*** Data shown ***

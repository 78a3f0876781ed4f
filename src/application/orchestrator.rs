use crate::domain::card::{CardChange, CardInputHandle, ErrorDisplay};
use crate::domain::flow::FlowResult;
use crate::domain::payment::{
    BackendConfirmation, ConfirmPaymentRequest, OrderId, PaymentId, PaymentIntentRequest,
    PaymentIntentResponse, PaymentMethodKind, PaymentRecord, RefundRequest, RefundResponse,
};
use crate::domain::ports::{BackendBox, CredentialStoreBox, ProviderBox};
use crate::domain::money::Amount;
use crate::domain::provider::{ConfirmedIntent, PaymentMethodData};
use crate::error::{CheckoutError, Result};
use parking_lot::RwLock;
use rust_decimal::Decimal;
use serde_json::Value;
use std::future::Future;
use std::sync::Arc;
use std::time::Duration;
use tracing::{debug, error, info};

/// Credential store key holding the caller's bearer token.
pub const ACCESS_TOKEN_KEY: &str = "access_token";

pub const DEFAULT_STEP_TIMEOUT: Duration = Duration::from_secs(30);

/// Drives a card checkout between the payment provider and the backend.
///
/// `PaymentOrchestrator` owns the provider client, the backend client and the
/// card input it mounted. Each checkout runs its steps strictly in order:
/// create the intent on the backend, confirm it with the provider, then
/// confirm it on the backend.
pub struct PaymentOrchestrator {
    provider: ProviderBox,
    backend: BackendBox,
    credentials: CredentialStoreBox,
    card: RwLock<Option<CardInputHandle>>,
    step_timeout: Duration,
}

impl PaymentOrchestrator {
    /// Creates a new `PaymentOrchestrator` instance.
    ///
    /// # Arguments
    ///
    /// * `provider` - The payment provider client.
    /// * `backend` - The backend payment API.
    /// * `credentials` - Where the bearer token is looked up on every call.
    pub fn new(
        provider: ProviderBox,
        backend: BackendBox,
        credentials: CredentialStoreBox,
    ) -> Self {
        Self {
            provider,
            backend,
            credentials,
            card: RwLock::new(None),
            step_timeout: DEFAULT_STEP_TIMEOUT,
        }
    }

    /// Bounds every network step by `timeout`.
    pub fn with_step_timeout(mut self, timeout: Duration) -> Self {
        self.step_timeout = timeout;
        self
    }

    /// Creates a card input, mounts it at `element_id` and routes its
    /// validation errors to `display`.
    ///
    /// Calling this again replaces the previously stored card input.
    pub fn initialize_card(&self, element_id: &str, display: Arc<dyn ErrorDisplay>) -> Result<()> {
        let card = self.provider.create_card_input()?;
        card.mount(element_id)?;
        card.on_change(Box::new(move |change: &CardChange| match &change.error {
            Some(error) => display.show(&error.message),
            None => display.clear(),
        }));

        if self.card.write().replace(card).is_some() {
            debug!(element_id, "Replaced previously mounted card input");
        }
        info!(element_id, "Card input initialized");
        Ok(())
    }

    /// Asks the backend to create a payment intent for `order_id`.
    pub async fn create_payment_intent(
        &self,
        order_id: &str,
        payment_method: PaymentMethodKind,
    ) -> Result<PaymentIntentResponse> {
        let request = PaymentIntentRequest {
            order_id: OrderId::new(order_id)?,
            payment_method,
        };
        let token = self.access_token().await?;
        let intent = self
            .bounded(
                "payment intent creation",
                self.backend.create_payment_intent(token.as_deref(), &request),
            )
            .await?;
        info!(order_id = %request.order_id, intent_id = %intent.id, "Payment intent created");
        Ok(intent)
    }

    /// Confirms the card payment with the provider.
    ///
    /// `payment_method_data` is merged over `{card: <mounted card input>}`.
    pub async fn confirm_payment(
        &self,
        client_secret: &str,
        payment_method_data: PaymentMethodData,
    ) -> Result<ConfirmedIntent> {
        if client_secret.trim().is_empty() {
            return Err(CheckoutError::Validation(
                "Client secret is required".to_string(),
            ));
        }

        let card = match self.card.read().as_ref() {
            Some(card) => card.handle(),
            None => {
                debug!("No card input initialized, confirming without one");
                Value::Null
            }
        };
        let payment_method = payment_method_data.merged_over_card(card);

        let outcome = self
            .bounded(
                "provider confirmation",
                self.provider.confirm_card_payment(client_secret, payment_method),
            )
            .await?;

        match outcome {
            Ok(intent) => {
                info!(intent_id = %intent.id, status = ?intent.status, "Payment confirmed with provider");
                Ok(intent)
            }
            Err(failure) => Err(CheckoutError::ProviderConfirmation(failure.message)),
        }
    }

    /// Tells the backend that the provider confirmed `payment_intent_id`.
    pub async fn confirm_payment_on_backend(
        &self,
        payment_intent_id: &str,
    ) -> Result<BackendConfirmation> {
        let request = ConfirmPaymentRequest {
            payment_intent_id: payment_intent_id.to_string(),
        };
        let token = self.access_token().await?;
        let confirmation = self
            .bounded(
                "backend confirmation",
                self.backend.confirm_payment(token.as_deref(), &request),
            )
            .await?;
        info!(payment_intent_id, "Payment confirmed on backend");
        Ok(confirmation)
    }

    /// Runs the whole checkout for `order_id`.
    ///
    /// Never fails: any error from any step ends the run and is reported as
    /// `FlowResult::Failed` with that step's message.
    pub async fn process_payment(
        &self,
        order_id: &str,
        payment_method_data: PaymentMethodData,
    ) -> FlowResult {
        let intent = match self
            .create_payment_intent(order_id, PaymentMethodKind::default())
            .await
        {
            Ok(intent) => intent,
            Err(e) => return failed(order_id, "create", e),
        };

        let payment_intent = match self
            .confirm_payment(&intent.client_secret, payment_method_data)
            .await
        {
            Ok(payment_intent) => payment_intent,
            Err(e) => return failed(order_id, "provider-confirm", e),
        };

        match self.confirm_payment_on_backend(&payment_intent.id).await {
            Ok(backend_result) => FlowResult::Succeeded {
                payment_intent,
                backend_result,
            },
            Err(e) => {
                // The provider already accepted the payment at this point.
                error!(
                    order_id,
                    payment_intent_id = %payment_intent.id,
                    "Payment confirmed by provider but not recorded by backend, needs reconciliation"
                );
                failed(order_id, "backend-confirm", e)
            }
        }
    }

    pub async fn payment_history(&self) -> Result<Vec<PaymentRecord>> {
        let token = self.access_token().await?;
        self.bounded(
            "payment history",
            self.backend.payment_history(token.as_deref()),
        )
        .await
    }

    pub async fn payment_details(&self, payment_id: &str) -> Result<PaymentRecord> {
        let payment_id = PaymentId::new(payment_id)?;
        let token = self.access_token().await?;
        self.bounded(
            "payment details",
            self.backend.payment_details(token.as_deref(), &payment_id),
        )
        .await
    }

    pub async fn request_refund(
        &self,
        payment_id: &str,
        amount: Decimal,
        reason: &str,
    ) -> Result<RefundResponse> {
        let request = RefundRequest::new(PaymentId::new(payment_id)?, Amount::new(amount)?, reason)?;
        let token = self.access_token().await?;
        let refund = self
            .bounded(
                "refund request",
                self.backend.create_refund(token.as_deref(), &request),
            )
            .await?;
        info!(payment_id = %request.payment_id, amount = %request.amount, "Refund requested");
        Ok(refund)
    }

    /// Reads the bearer token fresh for every call.
    async fn access_token(&self) -> Result<Option<String>> {
        self.credentials.get(ACCESS_TOKEN_KEY).await
    }

    async fn bounded<T, F>(&self, step: &'static str, future: F) -> Result<T>
    where
        F: Future<Output = Result<T>>,
    {
        match tokio::time::timeout(self.step_timeout, future).await {
            Ok(result) => result,
            Err(_) => {
                error!(step, timeout_ms = self.step_timeout.as_millis() as u64, "Checkout step timed out");
                Err(CheckoutError::Timeout { step })
            }
        }
    }
}

fn failed(order_id: &str, step: &str, error: CheckoutError) -> FlowResult {
    error!(order_id, step, error = %error, "Payment flow failed");
    FlowResult::Failed {
        error: error.to_string(),
    }
}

*** End of Data shown ***

## What is needed:
Each line above that contains the word "this" should be returned.

## Written solution:
    /// Calling this again replaces the previously stored card input.
                // The provider already accepted the payment at this point.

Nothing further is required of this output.